Mattson was covering the Armed Forces Day parade in Romford on 26 June last year when he was approached by officers claiming it was illegal to take photos of the parade – despite the fact it was taking place in the the middle of the town centre.
- September 13, 2018
- September 10, 2018
- September 10, 2018
An inspector allegedly told Mattsson, who was then aged 15, that he was a public hazard and claimed taking photos in public amounted to ‘anti-social behaviour.’
According to Mattson’s solicitors, the inspector reportedly described taking photographs as ‘silly”, ‘gay’and ‘stupid.’
He also claimed it was ‘dangerous’as he was ‘likely to be trampled on by soldiers’from the parade.
Mattsson recorded most of the conversation on his mobile phone.
It ended with the inspector telling Mattson: ‘You know what, I consider you a threat under the Terrorism Act young man. I’ve had enough.’
He was then ‘manhandled’down stairs by a group of police officers and tried unsuccessfully to film them – with one officer claiming it was ‘breaching his privacy.’
Mattsson, an NUJ member, was then arrested for breach of the peace and detained for 15 minutes before being released.
His civil case against the police was taken up by the head of Bindman’s police misconduct team Chez Cotton.
‘The police had no legal power to stop him photographing in a public place,’she said.
‘The Inspector attempted to justify his actions in shocking and absurd ways.”
She was able to prepare a transcript of the exchange and use it as evidence to support claims that Met officers had falsely imprisoned Mattsson, assaulted him and breached his right to report under Article 10 of the European Convention on Human Rights 1998.
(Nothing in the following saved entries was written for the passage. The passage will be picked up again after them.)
//! The non-interactive modes: a one-shot `dump` and a streaming `follow`.
use super::config::Settings;
use super::setup::print_start_banner;
use crate::console::{copy_all_text, LogStore};
use crate::tail::{FileSource, TailPoller};
use crate::ui::render::entry_line;
use anyhow::{Context, Result};
use std::io::Write;
use std::sync::Arc;
use tracing::{debug, info};
use uuid::Uuid;

fn build_poller(settings: &Settings) -> (Arc<LogStore>, Arc<TailPoller>) {
    let store = Arc::new(LogStore::new(settings.max_entries));
    let source = Arc::new(FileSource::new(&settings.log_file));
    let poller = Arc::new(TailPoller::new(source, store.clone()));
    (store, poller)
}

/// Loads the log once and prints the copy-all text to stdout.
pub async fn dump(settings: &Settings) -> Result<()> {
    let (store, poller) = build_poller(settings);
    let outcome = poller.load_initial().await;
    debug!(?outcome, "Dump load finished");

    let text = copy_all_text(&settings.device, &store.snapshot());
    let mut stdout = std::io::stdout().lock();
    writeln!(stdout, "{}", text).context("could not write to stdout")?;
    Ok(())
}

/// Prints every entry, then keeps polling and printing new entries until
/// Ctrl+C.
pub async fn follow(settings: &Settings) -> Result<()> {
    if !settings.color {
        colored::control::set_override(false);
    }
    print_start_banner(settings);

    let (store, poller) = build_poller(settings);
    let mut changes = store.subscribe();

    poller.load_initial().await;
    let mut last_printed = print_after(&store, None)?;

    let mut poll_task = poller.start_polling(settings.poll_interval);
    let interrupted = tokio::signal::ctrl_c();
    tokio::pin!(interrupted);
    loop {
        tokio::select! {
            _ = &mut interrupted => {
                info!("Interrupted, stopping follow");
                break;
            }
            change = changes.recv() => match change {
                Some(change) => {
                    debug!(?change, "Store changed");
                    last_printed = print_after(&store, last_printed)?;
                }
                None => break,
            }
        }
    }

    poll_task.stop().await;
    Ok(())
}

/// Prints the entries newer than `after` and returns the id of the newest
/// printed entry.
fn print_after(store: &LogStore, after: Option<Uuid>) -> Result<Option<Uuid>> {
    let entries = store.entries_after(after);
    if entries.is_empty() {
        return Ok(after);
    }

    let mut stdout = std::io::stdout().lock();
    for entry in &entries {
        writeln!(stdout, "{}", entry_line(entry).to_ansi())
            .context("could not write to stdout")?;
    }
    stdout.flush().context("could not write to stdout")?;

    Ok(entries.last().map(|entry| entry.id))
}
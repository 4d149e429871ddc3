use super::clipboard::Osc52Clipboard;
use super::{TerminalUI, UIAction, UIEvent};
use crate::app::Settings;
use crate::console::LogStore;
use crate::tail::{FileSource, TailPoller};
use anyhow::Result;
use crossterm::event::{self, Event};
use std::sync::Arc;
use std::time::Duration;
use tokio::sync::mpsc;
use tracing::{debug, info};

/// Runs the interactive console until the user quits.
///
/// Activating the view loads the source and starts the poll timer;
/// leaving it stops the timer again.
pub async fn run_console(settings: Settings) -> Result<()> {
    info!(source = %settings.log_file.display(), "Starting console");

    let store = Arc::new(LogStore::new(settings.max_entries));
    let source = Arc::new(FileSource::new(&settings.log_file));
    let poller = Arc::new(TailPoller::new(source, store.clone()));

    let (ui_event_tx, ui_event_rx) = mpsc::unbounded_channel::<UIEvent>();
    let (ui_action_tx, mut ui_action_rx) = mpsc::unbounded_channel::<UIAction>();

    // Forward store changes so the view redraws.
    let mut changes = store.subscribe();
    let ui_event_tx_store = ui_event_tx.clone();
    tokio::spawn(async move {
        while let Some(change) = changes.recv().await {
            if ui_event_tx_store.send(UIEvent::Store(change)).is_err() {
                break;
            }
        }
    });

    // Terminal input is read on a blocking thread; it exits once the UI
    // drops its receiver.
    let ui_event_tx_input = ui_event_tx.clone();
    tokio::task::spawn_blocking(move || {
        while !ui_event_tx_input.is_closed() {
            if !event::poll(Duration::from_millis(100)).unwrap_or(false) {
                continue;
            }
            let forwarded = match event::read() {
                Ok(Event::Key(key_event)) => ui_event_tx_input.send(UIEvent::KeyPress(key_event)),
                Ok(Event::Resize(width, height)) => {
                    ui_event_tx_input.send(UIEvent::Resize(width, height))
                }
                _ => Ok(()),
            };
            if let Err(e) = forwarded {
                debug!("Failed to send terminal event: {}", e);
                break;
            }
        }
    });
    drop(ui_event_tx);

    let poller_actions = poller.clone();
    let store_actions = store.clone();
    tokio::spawn(async move {
        while let Some(action) = ui_action_rx.recv().await {
            match action {
                UIAction::Refresh => {
                    let outcome = poller_actions.load_initial().await;
                    debug!(?outcome, "Manual refresh finished");
                }
                UIAction::Clear => store_actions.clear(),
            }
        }
    });

    let mut terminal_ui = TerminalUI::new(
        store.clone(),
        settings.device.clone(),
        poller.source_name(),
        settings.auto_scroll,
        ui_event_rx,
        ui_action_tx,
        Box::new(Osc52Clipboard::new(std::io::stdout())),
    );

    // Activate: initial load in the background, then periodic polling.
    let initial = poller.clone();
    tokio::spawn(async move {
        let outcome = initial.load_initial().await;
        info!(?outcome, "Initial log load finished");
    });
    let mut poll_task = poller.start_polling(settings.poll_interval);

    let result = terminal_ui.run().await;

    poll_task.stop().await;
    drop(terminal_ui);
    info!("Console closed");
    result
}
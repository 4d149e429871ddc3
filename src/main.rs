//! The main entry point for the device-console application.
mod app;
mod console;
mod logging;
mod tail;
mod ui;

use anyhow::Result;

/// The main function of the application.
///
/// Parses the command line and runs the selected mode: the interactive
/// console, a one-shot dump or a streaming follow.
///
/// # Errors
///
/// Returns an error if setup fails or the selected mode hits a fatal
/// terminal or I/O error.
#[tokio::main]
async fn main() -> Result<()> {
    app::launch().await
}
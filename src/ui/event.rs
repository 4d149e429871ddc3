use crossterm::event::KeyEvent;

use crate::console::StoreChange;

/// Input to the terminal UI loop.
#[derive(Debug)]
pub enum UIEvent {
    Store(StoreChange),
    KeyPress(KeyEvent),
    Resize(u16, u16),
}

/// Work the UI hands off to the runner.
#[derive(Debug, Clone, Copy, PartialEq, Eq)]
pub enum UIAction {
    /// Reload the whole source, as on activation.
    Refresh,
    /// Drop every entry from the store.
    Clear,
}
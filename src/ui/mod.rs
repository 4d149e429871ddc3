//! The interactive console view and its rendering.
pub mod clipboard;
pub mod event;
pub mod render;
pub mod runner;
pub mod state;
pub mod terminal;

pub use event::{UIAction, UIEvent};
pub use runner::run_console;
pub use state::ConsoleState;
pub use terminal::TerminalUI;
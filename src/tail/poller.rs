//! Incremental tailing of a log source into the console store.
//!
//! The poller remembers how many source lines it has consumed (the
//! high-water mark) and only classifies lines past that mark on each poll.
use super::schedule::PeriodicTask;
use super::source::LogSource;
use crate::console::{classify, LogEntry, LogStore};
use std::sync::atomic::{AtomicBool, AtomicUsize, Ordering};
use std::sync::Arc;
use std::time::Duration;
use tracing::{debug, trace, warn};

pub const MISSING_NOTICE: &str = "No idevice logs found (Restart the app to continue reading)";

/// The effect of a single load or poll.
#[derive(Debug, Clone, Copy, PartialEq, Eq)]
pub enum PollOutcome {
    /// The store was rebuilt from a source holding `lines` lines.
    Loaded { lines: usize },
    /// `lines` new source lines were consumed.
    Appended { lines: usize },
    /// The source has no new lines.
    Unchanged,
    /// The source does not exist.
    Missing,
    /// The source could not be read; an error entry was recorded.
    Failed,
    /// Another load or poll was already running.
    Skipped,
}

/// Tails a `LogSource` into a `LogStore`.
pub struct TailPoller {
    source: Arc<dyn LogSource>,
    store: Arc<LogStore>,
    /// Number of source lines already consumed.
    high_water: AtomicUsize,
    /// Set while a load or poll is in flight.
    busy: AtomicBool,
}

impl TailPoller {
    pub fn new(source: Arc<dyn LogSource>, store: Arc<LogStore>) -> Self {
        Self {
            source,
            store,
            high_water: AtomicUsize::new(0),
            busy: AtomicBool::new(false),
        }
    }

    pub fn high_water_mark(&self) -> usize {
        self.high_water.load(Ordering::Acquire)
    }

    #[cfg(test)]
    fn is_busy(&self) -> bool {
        self.busy.load(Ordering::Acquire)
    }

    pub fn source_name(&self) -> String {
        self.source.describe()
    }

    /// Rebuilds the store from the source.
    ///
    /// Only the newest `max_size` lines of the source are kept. The total
    /// line count becomes the new high-water mark. A missing source records
    /// a single info entry; a read failure records a single error entry.
    pub async fn load_initial(&self) -> PollOutcome {
        let Some(_busy) = BusyGuard::acquire(&self.busy) else {
            debug!("load skipped, tail already in progress");
            return PollOutcome::Skipped;
        };

        match self.source.read_lines().await {
            Ok(None) => {
                debug!(source = %self.source.describe(), "log source not found");
                self.store.add_info(MISSING_NOTICE);
                PollOutcome::Missing
            }
            Ok(Some(lines)) => {
                let total = lines.len();
                let start = total.saturating_sub(self.store.max_size());
                self.store.reset_with(classify_lines(&lines[start..]));
                self.high_water.store(total, Ordering::Release);
                debug!(total, retained = total - start, "loaded log source");
                PollOutcome::Loaded { lines: total }
            }
            Err(e) => {
                warn!("Failed to read idevice logs: {}", e);
                self.store.add_error(format!("Failed to read idevice logs: {}", e));
                PollOutcome::Failed
            }
        }
    }

    /// Appends any lines past the high-water mark.
    ///
    /// If the source shrank below the mark it was truncated or replaced, and
    /// tailing restarts from its first line.
    pub async fn poll(&self) -> PollOutcome {
        let Some(_busy) = BusyGuard::acquire(&self.busy) else {
            trace!("poll skipped, tail already in progress");
            return PollOutcome::Skipped;
        };

        let lines = match self.source.read_lines().await {
            Ok(Some(lines)) => lines,
            Ok(None) => return PollOutcome::Missing,
            Err(e) => {
                warn!("Failed to read new logs: {}", e);
                self.store.add_error(format!("Failed to read new logs: {}", e));
                return PollOutcome::Failed;
            }
        };

        let total = lines.len();
        let mut mark = self.high_water_mark();
        if total < mark {
            warn!(total, mark, "log source shrank, restarting from the top");
            mark = 0;
        }
        if total == mark {
            self.high_water.store(total, Ordering::Release);
            return PollOutcome::Unchanged;
        }

        self.high_water.store(total, Ordering::Release);
        let appended = self.store.extend(classify_lines(&lines[mark..]));
        self.store.truncate_to(self.store.max_size());
        debug!(new_lines = total - mark, appended, "tailed new log lines");

        PollOutcome::Appended {
            lines: total - mark,
        }
    }

    /// Starts polling every `period` until the returned task is stopped.
    pub fn start_polling(self: &Arc<Self>, period: Duration) -> PeriodicTask {
        let poller = self.clone();
        PeriodicTask::start("tail-poll", period, move || {
            let poller = poller.clone();
            async move {
                let outcome = poller.poll().await;
                trace!(?outcome, "poll finished");
            }
        })
    }
}

fn classify_lines(lines: &[String]) -> Vec<LogEntry> {
    lines
        .iter()
        .filter_map(|line| classify(line).map(|severity| LogEntry::new(severity, line.as_str())))
        .collect()
}

/// Holds the busy flag for the duration of a load or poll.
struct BusyGuard<'a>(&'a AtomicBool);

impl<'a> BusyGuard<'a> {
    fn acquire(flag: &'a AtomicBool) -> Option<Self> {
        flag.compare_exchange(false, true, Ordering::AcqRel, Ordering::Acquire)
            .ok()
            .map(|_| Self(flag))
    }
}

impl Drop for BusyGuard<'_> {
    fn drop(&mut self) {
        self.0.store(false, Ordering::Release);
    }
}
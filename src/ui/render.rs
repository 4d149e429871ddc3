//! This module turns console entries into styled text lines.
//!
//! Nothing here touches the terminal; `TerminalUI` queues the resulting
//! lines with crossterm and `follow` prints them with `colored`.
use crate::console::report::ENTRIES_HEADER;
use crate::console::{DeviceInfo, LogEntry, Severity};
use colored::Colorize;
use crossterm::style::Color;
use unicode_width::UnicodeWidthChar;

const ELLIPSIS: &str = "...";

/// A run of text drawn in a single color. `None` uses the terminal default.
#[derive(Debug, Clone, PartialEq, Eq)]
pub struct StyledSpan {
    pub text: String,
    pub color: Option<Color>,
}

impl StyledSpan {
    fn new(text: impl Into<String>, color: Option<Color>) -> Self {
        Self {
            text: text.into(),
            color,
        }
    }
}

/// One rendered line of the console.
#[derive(Debug, Clone, PartialEq, Eq)]
pub struct StyledLine {
    pub spans: Vec<StyledSpan>,
}

impl StyledLine {
    fn plain(text: impl Into<String>) -> Self {
        Self {
            spans: vec![StyledSpan::new(text, None)],
        }
    }

    /// The line without styling.
    #[cfg(test)]
    fn text(&self) -> String {
        self.spans.iter().map(|span| span.text.as_str()).collect()
    }

    /// Cuts the line down to what is visible in a window of `width` columns
    /// after skipping `skip` characters from the left.
    ///
    /// Lines that do not fit end in `...`, cut short if the window is
    /// narrower than the marker.
    pub fn clip(&self, skip: usize, width: usize) -> StyledLine {
        let overflow = display_width(self.spans.iter().flat_map(|s| s.text.chars()).skip(skip))
            > width;
        let marker = if overflow {
            &ELLIPSIS[..ELLIPSIS.len().min(width)]
        } else {
            ""
        };
        let budget = width - marker.len();

        let mut remaining_skip = skip;
        let mut used = 0;
        let mut spans = Vec::new();
        let mut full = false;
        for span in &self.spans {
            let mut text = String::new();
            for c in span.text.chars() {
                if remaining_skip > 0 {
                    remaining_skip -= 1;
                    continue;
                }
                let w = UnicodeWidthChar::width(c).unwrap_or(0);
                if used + w > budget {
                    full = true;
                    break;
                }
                used += w;
                text.push(c);
            }
            if !text.is_empty() {
                spans.push(StyledSpan::new(text, span.color));
            }
            if full {
                break;
            }
        }

        if !marker.is_empty() {
            spans.push(StyledSpan::new(marker, None));
        }
        StyledLine { spans }
    }

    /// The line with ANSI color codes, for plain stdout output.
    ///
    /// Honours `colored`'s global override, so `--no-color` yields the bare
    /// text.
    pub fn to_ansi(&self) -> String {
        self.spans
            .iter()
            .map(|span| match span.color.and_then(ansi_color) {
                Some(color) => span.text.as_str().color(color).to_string(),
                None => span.text.clone(),
            })
            .collect()
    }
}

fn ansi_color(color: Color) -> Option<colored::Color> {
    match color {
        Color::Green => Some(colored::Color::Green),
        Color::DarkYellow => Some(colored::Color::Yellow),
        Color::Red => Some(colored::Color::Red),
        Color::Blue => Some(colored::Color::Blue),
        Color::DarkGrey => Some(colored::Color::BrightBlack),
        _ => None,
    }
}

fn display_width(chars: impl Iterator<Item = char>) -> usize {
    chars.map(|c| UnicodeWidthChar::width(c).unwrap_or(0)).sum()
}

/// The color used for a severity tag.
pub fn severity_color(severity: Severity) -> Color {
    match severity {
        Severity::Info => Color::Green,
        Severity::Warning => Color::DarkYellow,
        Severity::Error => Color::Red,
        Severity::Debug => Color::Blue,
    }
}

/// Renders a single entry as `[HH:mm:ss] [SEVERITY] message`.
pub fn entry_line(entry: &LogEntry) -> StyledLine {
    StyledLine {
        spans: vec![
            StyledSpan::new(
                format!("[{}]", entry.timestamp.format("%H:%M:%S")),
                Some(Color::DarkGrey),
            ),
            StyledSpan::new(" ", None),
            StyledSpan::new(
                format!("[{}]", entry.severity),
                Some(severity_color(entry.severity)),
            ),
            StyledSpan::new(" ", None),
            StyledSpan::new(entry.message.as_str(), None),
        ],
    }
}

/// The device block drawn above the entries.
pub fn header_lines(device: &DeviceInfo) -> Vec<StyledLine> {
    device
        .header_lines()
        .into_iter()
        .chain(std::iter::once(ENTRIES_HEADER.to_string()))
        .map(StyledLine::plain)
        .collect()
}

/// Lazily renders the header block followed by every entry.
///
/// Entries are formatted only as the iterator is advanced, so a caller that
/// skips to the visible window does not pay for the rest.
pub fn render_lines<'a>(
    device: &DeviceInfo,
    entries: &'a [LogEntry],
) -> impl Iterator<Item = StyledLine> + 'a {
    header_lines(device)
        .into_iter()
        .chain(entries.iter().map(entry_line))
}

#[cfg(test)]
mod tests {
    use super::*;
    use chrono::{Local, TimeZone};
    use uuid::Uuid;

    fn entry(severity: Severity, message: &str) -> LogEntry {
        LogEntry {
            id: Uuid::new_v4(),
            timestamp: Local.with_ymd_and_hms(2025, 3, 29, 23, 59, 1).unwrap(),
            severity,
            message: message.to_string(),
        }
    }

    fn device() -> DeviceInfo {
        DeviceInfo {
            os_version: "17.4".to_string(),
            name: "bench".to_string(),
            model: "iPhone".to_string(),
        }
    }

    #[test]
    fn entry_line_text_and_colors() {
        let line = entry_line(&entry(Severity::Error, "disk full"));

        assert_eq!(line.text(), "[23:59:01] [ERROR] disk full");
        assert_eq!(line.spans[0].color, Some(Color::DarkGrey));
        assert_eq!(line.spans[2].color, Some(Color::Red));
        assert_eq!(line.spans[4].color, None);
    }

    #[test]
    fn each_severity_has_its_own_color() {
        let colors = [
            severity_color(Severity::Info),
            severity_color(Severity::Warning),
            severity_color(Severity::Error),
            severity_color(Severity::Debug),
        ];
        for (i, a) in colors.iter().enumerate() {
            for b in &colors[i + 1..] {
                assert_ne!(a, b);
            }
        }
    }

    #[test]
    fn header_comes_first_then_entries_in_order() {
        let entries = vec![entry(Severity::Info, "a"), entry(Severity::Debug, "b")];
        let lines: Vec<String> = render_lines(&device(), &entries).map(|l| l.text()).collect();

        assert_eq!(lines[0], "=== DEVICE INFORMATION ===");
        assert_eq!(lines[5], "=== LOG ENTRIES ===");
        assert_eq!(lines[6], "[23:59:01] [INFO] a");
        assert_eq!(lines[7], "[23:59:01] [DEBUG] b");
        assert_eq!(lines.len(), 8);
    }

    #[test]
    fn clip_truncates_with_ellipsis() {
        let line = entry_line(&entry(Severity::Info, "a long message"));

        assert_eq!(line.clip(0, 15).text(), "[23:59:01] [...");
        assert_eq!(line.clip(0, 200).text(), line.text());
        assert_eq!(line.clip(11, 200).text(), "[INFO] a long message");
    }

    #[test]
    fn clip_keeps_span_colors() {
        let line = entry_line(&entry(Severity::Warning, "x"));
        let clipped = line.clip(11, 11);

        assert_eq!(clipped.text(), "[WARNING] x");
        assert_eq!(clipped.spans[0].color, Some(Color::DarkYellow));
    }

    #[test]
    fn ansi_output_keeps_the_text() {
        let line = entry_line(&entry(Severity::Error, "disk full"));
        let ansi = line.to_ansi();

        assert!(ansi.contains("[ERROR]"));
        assert!(ansi.ends_with("disk full"));
    }

    #[test]
    fn clip_never_exceeds_a_narrow_window() {
        let line = entry_line(&entry(Severity::Info, "a long message"));

        assert_eq!(line.clip(0, 3).text(), "...");
        assert_eq!(line.clip(0, 2).text(), "..");
        assert_eq!(line.clip(0, 1).text(), ".");
        assert_eq!(line.clip(0, 0).text(), "");
        assert_eq!(line.clip(0, 4).text(), "[...");
    }

    #[test]
    fn clip_past_end_is_empty() {
        let line = StyledLine::plain("short");
        assert_eq!(line.clip(10, 20).text(), "");
    }
}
The Met’s directorate of legal services agreed an out-of-court settlement.
Freedom of the press
As well as paying compensation and meeting his legal costs, the commissioner has also apologised to Mattsson.
‘The police have no legal power or moral responsibility to prevent or restrict what journalist record,’said Cotton.
‘It is unacceptable that the police interfered with Mr Mattsson’s right to report in any event, but for officers to attempt to intimidate a young reporter in this way is deplorable.’
The apology from the Met said: ‘While reporting on the parade you were approached by Metropolitan Police Officers who prevented you from photographing the parade and subsequently arrested you for breach of the peace.
‘The purpose of this letter is to apologise on behalf of the Metropolitan Police Service (MPS) for the distress you have suffered as a result of police actions.
‘The MPS confirms its recognition that freedom of the press is a cornerstone of democracy and that photographers have a right to report freely.
‘The MPS recognise that on 26 June 2010 they failed to respect press freedom in respect of yourself.”
NUJ legal officer Roy Mincoff said the police’s behaviour was ‘very poor and unlawful”.
‘It is not acceptable conduct, has no place in the police force and is hardly likely to gain respect for the police amongst the youth of the UK,’he said.
‘The police have now recognised this, apologised and compensated our member.
‘The NUJ will continue to hold the police to account to ensure that the vital rights of journalists, enshrined in law, are upheld, to enable reporting and photographing to continue, as part of the democratic framework of our society.”